» Collected data:
┌──
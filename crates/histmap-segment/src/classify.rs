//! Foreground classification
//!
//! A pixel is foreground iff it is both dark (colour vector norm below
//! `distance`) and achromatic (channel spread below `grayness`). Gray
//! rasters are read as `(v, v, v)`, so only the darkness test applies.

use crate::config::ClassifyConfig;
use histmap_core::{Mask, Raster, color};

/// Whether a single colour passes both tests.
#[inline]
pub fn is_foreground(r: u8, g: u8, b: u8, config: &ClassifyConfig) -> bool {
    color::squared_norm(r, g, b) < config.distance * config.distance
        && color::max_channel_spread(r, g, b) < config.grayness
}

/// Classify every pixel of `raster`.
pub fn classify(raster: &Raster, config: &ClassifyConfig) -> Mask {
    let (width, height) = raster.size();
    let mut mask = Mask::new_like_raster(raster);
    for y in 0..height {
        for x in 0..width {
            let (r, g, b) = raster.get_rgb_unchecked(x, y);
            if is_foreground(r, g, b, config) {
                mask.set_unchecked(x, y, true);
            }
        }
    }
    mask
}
└──
┌──
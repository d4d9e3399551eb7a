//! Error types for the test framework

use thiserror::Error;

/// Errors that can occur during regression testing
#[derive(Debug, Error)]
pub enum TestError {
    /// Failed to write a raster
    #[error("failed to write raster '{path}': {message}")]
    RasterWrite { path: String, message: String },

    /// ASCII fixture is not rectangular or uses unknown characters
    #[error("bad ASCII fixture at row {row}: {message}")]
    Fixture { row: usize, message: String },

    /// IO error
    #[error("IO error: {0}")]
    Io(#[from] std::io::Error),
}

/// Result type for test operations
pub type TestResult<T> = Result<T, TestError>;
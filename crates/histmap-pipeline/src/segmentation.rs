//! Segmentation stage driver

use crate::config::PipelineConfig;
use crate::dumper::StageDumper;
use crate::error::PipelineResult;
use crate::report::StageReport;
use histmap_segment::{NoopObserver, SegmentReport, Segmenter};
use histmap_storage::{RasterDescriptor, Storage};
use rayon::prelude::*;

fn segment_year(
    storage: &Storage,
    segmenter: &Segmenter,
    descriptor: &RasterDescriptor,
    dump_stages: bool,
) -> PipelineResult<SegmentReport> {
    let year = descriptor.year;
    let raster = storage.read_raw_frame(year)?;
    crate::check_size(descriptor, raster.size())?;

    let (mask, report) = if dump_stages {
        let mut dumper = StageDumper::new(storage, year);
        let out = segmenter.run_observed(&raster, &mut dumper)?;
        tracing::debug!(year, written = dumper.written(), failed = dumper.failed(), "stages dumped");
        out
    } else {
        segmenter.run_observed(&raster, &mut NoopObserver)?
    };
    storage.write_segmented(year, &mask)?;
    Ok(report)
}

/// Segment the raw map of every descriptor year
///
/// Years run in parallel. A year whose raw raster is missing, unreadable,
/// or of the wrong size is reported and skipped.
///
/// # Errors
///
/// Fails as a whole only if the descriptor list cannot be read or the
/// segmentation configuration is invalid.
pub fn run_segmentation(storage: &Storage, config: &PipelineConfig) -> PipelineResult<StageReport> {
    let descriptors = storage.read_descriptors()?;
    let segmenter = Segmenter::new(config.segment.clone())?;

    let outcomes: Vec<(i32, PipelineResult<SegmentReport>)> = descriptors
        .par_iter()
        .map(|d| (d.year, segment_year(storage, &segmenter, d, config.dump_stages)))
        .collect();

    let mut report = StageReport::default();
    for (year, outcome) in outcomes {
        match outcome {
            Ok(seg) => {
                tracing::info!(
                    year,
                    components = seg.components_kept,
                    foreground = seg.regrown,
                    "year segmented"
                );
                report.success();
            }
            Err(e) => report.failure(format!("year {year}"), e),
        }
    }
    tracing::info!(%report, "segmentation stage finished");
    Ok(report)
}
└──
» Instructions to follow: Count the lines of the entries above that contain the word "String" and give only the number.

» Output of the exercise: 2